Mariana Maldonado extiende su mano temblorosa para saludar. Está sentada en una cama que ocupa gran parte del espacio del cuarto, de unos 12 metros cuadrados, que arrienda en Inchalillo, en Sangolquí, en el cantón Rumiñahui.
En segundos, su amabilidad se transforma en llanto. Se tapa los ojos y suplica: “Señorcito, ayúdeme, mire cómo vivimos”. Esta mujer, de 63 años, apenas puede moverse. Y si lo hace, tiene que apoyarse en un andador que le regalaron.
Mariana dejó de caminar normalmente cuando le detectaron diabetes, un poco antes de la llegada de la pandemia. En ese entonces, ella vendía caramelos en un quiosco de un parque del sector.
“Me hicieron firmar unos papeles porque dijeron que iban a pintarlo y, como no veo bien por mi enfermedad, lo hice. Luego me desalojaron”, cuenta sin dejar de llorar. Al menos, con el poco dinero que le dejaban las ventas tenía para comer y mantener a su hija, de 17 años, quien tiene una discapacidad intelectual y es la única que la acompaña.
Pese a ello, la joven estudia por las tardes y, para ir al colegio, necesariamente tiene que dejar sola a su madre. “Apenas tenemos para comer. Una vecina me hace la caridad de fiarme un dólar de menudencias de pollo para sobrevivir”.
Su historia
Y mientras la joven vuelve de su jornada, Mariana se da modos para prepararle algo. “Tenía una cocina, pero algunas veces escapé de quemarme porque ya no valía. Esta me la regalaron”, dice mientras señala la pequeña cocineta que está frente a ella.
Ya no tiene agilidad ni en las manos, las que por mucho tiempo le sirvieron para lavar ropa y ganarse unos cuantos sucres en La Ronda, centro de Quito, cuando tenía entre 18 y 20 años. “Después trabajé como empleada doméstica hasta que conseguí un puestito en la plaza de Santo Domingo (también en la capital)”.
En ese entonces tenía 47 años, edad a la que tuvo a su hijita. Pero su esposo la dejó, lo que la obligó a hacerse cargo de su cuidado y se fue a vivir a Inchalillo por las facilidades de estudio de la adolescente. “Ella es mi única compañía y la que me ayuda hasta para moverme”, dice llorando.
La estrechez
Después de clases, la chica llega a su casita y tiene que acomodarse en la cama, en la que duerme junto a su madre, para hacer las tareas, porque ni siquiera tiene un escritorio. “Con la lluvia, mi pobre hija viene empapada casi a diario y el uniforme tengo que colgarlo aquí adentro”, explica.

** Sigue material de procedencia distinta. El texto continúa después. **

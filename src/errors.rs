use std::fmt;

#[derive(Debug, Clone, PartialEq, Eq)]
pub enum CameraError {
    /// Device or device input could not be constructed
    DeviceUnavailable(String),
    /// Exclusive configuration lock could not be acquired
    ConfigurationError(String),
    /// Hardware reported a failure while capturing
    CaptureError(String),
    /// Still-image buffer could not be turned into a bitmap
    DecodeError(String),
    PermissionDenied(String),
    /// A capture is still in flight
    Busy,
    InitializationError(String),
}

impl fmt::Display for CameraError {
    fn fmt(&self, f: &mut fmt::Formatter) -> fmt::Result {
        match self {
            CameraError::DeviceUnavailable(msg) => write!(f, "Camera device unavailable: {}", msg),
            CameraError::ConfigurationError(msg) => write!(f, "Camera configuration error: {}", msg),
            CameraError::CaptureError(msg) => write!(f, "Capture error: {}", msg),
            CameraError::DecodeError(msg) => write!(f, "Decode error: {}", msg),
            CameraError::PermissionDenied(msg) => write!(f, "Permission denied error: {}", msg),
            CameraError::Busy => write!(f, "Capture already in progress"),
            CameraError::InitializationError(msg) => write!(f, "Initialization error: {}", msg),
        }
    }
}

impl std::error::Error for CameraError {}

impl CameraError {
    /// Errors the controller absorbs into an inactive state instead of raising.
    pub fn is_recoverable(&self) -> bool {
        matches!(self, CameraError::DeviceUnavailable(_))
    }
}
impl CaptureSessionController {
    /// Build a controller without touching hardware
    pub fn new(
        backend: Arc<dyn CaptureBackend>,
        authorization: Arc<dyn AuthorizationProvider>,
        dispatcher: Arc<dyn Dispatcher>,
        config: TwinCamConfig,
    ) -> Self {
        let state = ControllerState {
            camera_type: config.session.default_camera,
            focus_target: config.focus_point(),
            front_input: None,
            back_input: None,
            session: None,
            preview: None,
            coordinator: CaptureRequestCoordinator::new(
                dispatcher.clone(),
                config.capture.report_decode_failures,
            ),
        };

        Self {
            core: Arc::new(Core {
                backend,
                config,
                state: Mutex::new(state),
            }),
            authorization,
            dispatcher,
            delegate: Arc::new(RwLock::new(None)),
        }
    }

    /// `new` followed by `initialize`
    pub fn create(
        backend: Arc<dyn CaptureBackend>,
        authorization: Arc<dyn AuthorizationProvider>,
        dispatcher: Arc<dyn Dispatcher>,
        config: TwinCamConfig,
    ) -> Self {
        let controller = Self::new(backend, authorization, dispatcher, config);
        controller.initialize();
        controller
    }

    /// Build the session now if capture is already authorized
    pub fn initialize(&self) {
        if self.authorized_for_capture() {
            self.setup_session();
        } else {
            log::info!(
                "Camera not authorized ({}), deferring session setup",
                self.authorization.status()
            );
        }
    }

    /// Discover both cameras and build the session.
    ///
    /// Returns `false` and leaves the session unset when either camera or its
    /// input is unavailable.
    pub fn setup_session(&self) -> bool {
        let mut state = self.core.lock();
        self.core.setup_session(&mut state)
    }

    pub fn config(&self) -> &TwinCamConfig {
        &self.core.config
    }

    pub fn camera_type(&self) -> CameraPosition {
        self.core.lock().camera_type
    }

    pub fn set_camera_type(&self, camera_type: CameraPosition) {
        let mut state = self.core.lock();
        if state.camera_type == camera_type {
            return;
        }
        let previous = state.camera_type;
        state.camera_type = camera_type;
        match self.core.apply_camera_type(&mut state) {
            Ok(()) => log::info!("Switched camera from {} to {}", previous, camera_type),
            Err(e) => log::error!("Failed to switch to {} camera: {}", camera_type, e),
        }
    }

    pub fn focus_target(&self) -> FocusPoint {
        self.core.lock().focus_target
    }

    /// Store the focus target and push it to both devices.
    ///
    /// Best effort: a lock failure on the back device leaves the front device
    /// untouched, but nothing already applied is rolled back.
    pub fn set_focus_target(&self, point: FocusPoint) -> Result<(), CameraError> {
        let mut state = self.core.lock();
        state.focus_target = FocusPoint::new(point.x, point.y);
        self.core.apply_focus_target(&state)
    }

    pub fn authorized_for_capture(&self) -> bool {
        self.authorization.status().is_authorized()
    }

    pub fn is_session_configured(&self) -> bool {
        self.core.lock().session.is_some()
    }

    pub fn is_running(&self) -> bool {
        self.core
            .lock()
            .session
            .as_ref()
            .is_some_and(|s| s.is_running())
    }

    /// Camera whose input is currently attached to the session
    pub fn active_camera(&self) -> Option<CameraPosition> {
        self.core
            .lock()
            .session
            .as_ref()
            .and_then(|s| s.active_input())
            .map(|i| i.position())
    }

    /// Positions of every attached input, in attach order
    pub fn attached_inputs(&self) -> Vec<CameraPosition> {
        self.core
            .lock()
            .session
            .as_ref()
            .map(|s| s.inputs().iter().map(|i| i.position()).collect())
            .unwrap_or_default()
    }

    /// Input add/remove operations applied to the session so far
    pub fn input_operations(&self) -> u64 {
        self.core
            .lock()
            .session
            .as_ref()
            .map_or(0, |s| s.input_operations())
    }

    /// Render target for the presentation layer; `None` until set up
    pub fn preview(&self) -> Option<Arc<PreviewSink>> {
        self.core.lock().preview.clone()
    }

    /// Report a layout pass from the presentation layer
    pub fn layout_preview(&self, width: u32, height: u32, device_orientation: DeviceOrientation) {
        let Some(preview) = self.preview() else {
            return;
        };
        preview.set_frame(width, height);
        let orientation = VideoOrientation::from_device(device_orientation);
        if preview.set_connection_orientation(orientation) {
            log::debug!("Preview connection orientation set to {:?}", orientation);
        }
    }

    pub fn capture_state(&self) -> CaptureState {
        self.core.lock().coordinator.state()
    }

    pub fn set_delegate<D: CaptureDelegate + 'static>(&self, delegate: &Arc<D>) {
        let weak: Weak<dyn CaptureDelegate> = Arc::downgrade(delegate) as Weak<dyn CaptureDelegate>;
        match self.delegate.write() {
            Ok(mut slot) => *slot = Some(weak),
            Err(poisoned) => *poisoned.into_inner() = Some(weak),
        }
    }

    pub fn clear_delegate(&self) {
        match self.delegate.write() {
            Ok(mut slot) => *slot = None,
            Err(poisoned) => *poisoned.into_inner() = None,
        }
    }

    /// Start the live session, prompting for access first if allowed.
    ///
    /// The prompt path returns immediately; the session starts from the
    /// dispatched permission callback once access is granted.
    pub fn start_preview(&self, request_permission_if_needed: bool) {
        if self.authorized_for_capture() {
            self.core.start_session();
            return;
        }

        if !request_permission_if_needed {
            log::debug!("Camera not authorized, not starting preview");
            return;
        }

        let core = Arc::downgrade(&self.core);
        let dispatcher = self.dispatcher.clone();
        self.authorization.request_access(Box::new(move |granted| {
            dispatcher.dispatch(Box::new(move || {
                if !granted {
                    log::info!("Camera access denied, preview not started");
                    return;
                }
                match core.upgrade() {
                    Some(core) => core.start_session(),
                    None => log::debug!("Controller dropped before camera access was granted"),
                }
            }));
        }));
    }

    pub fn stop_preview(&self) {
        let mut state = self.core.lock();
        if let Some(session) = state.session.as_mut() {
            if session.is_running() {
                self.core.backend.stop_running();
                session.set_running(false);
                log::info!("Capture session stopped");
            }
        }
    }

    /// Submit a capture; the outcome arrives through the delegate.
    ///
    /// A no-op returning [`Submission::Skipped`] when no session exists.
    /// Fails with [`CameraError::Busy`] while a previous capture is in flight.
    pub fn capture_photo(&self, request: CaptureRequest) -> Result<Submission, CameraError> {
        self.submit(request, CaptureTarget::Delegate(self.delegate.clone()))
    }

    /// Capture with configured default stabilization and flash
    pub fn capture_photo_with_defaults(&self) -> Result<Submission, CameraError> {
        let capture = &self.core.config.capture;
        self.capture_photo(
            CaptureRequest::new()
                .with_flash(capture.default_flash)
                .with_stabilization(capture.default_stabilization),
        )
    }

    /// Capture and await the outcome directly instead of through the delegate.
    ///
    /// The result is still routed through the dispatcher, so with a
    /// channel dispatcher the main queue must be pumped for this to resolve.
    pub async fn capture_photo_async(
        &self,
        request: CaptureRequest,
    ) -> Result<CapturedImage, CameraError> {
        let (sender, receiver) = oneshot::channel();
        let sink: Arc<dyn CaptureDelegate> = Arc::new(OneshotDelegate {
            sender: Mutex::new(Some(sender)),
        });

        match self.submit(request, CaptureTarget::Owned(sink))? {
            Submission::Submitted(_) => {}
            Submission::Skipped => {
                return Err(CameraError::DeviceUnavailable(
                    "no capture session configured".to_string(),
                ))
            }
        }

        receiver.await.map_err(|_| {
            CameraError::DecodeError("capture completed without producing an image".to_string())
        })?
    }

    fn submit(&self, request: CaptureRequest, target: CaptureTarget) -> Result<Submission, CameraError> {
        let state = self.core.lock();
        let input = state.session.as_ref().and_then(|s| s.active_input()).cloned();
        state.coordinator.capture_photo(request, input.as_ref(), target)
    }
}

Por ahora, el único ingreso que Mariana percibe es un bono de 55 dólares que no le alcanza para casi nada, afirma. Ella junta sus manos y suplica que por lo menos le aumenten ese dinero para en algo solucionar su situación tan precaria. “Las medicinas me las regalan en el hospital, pero no tenemos para comer ni para vivir”, lamenta sentada dentro de su diminuto cuartito.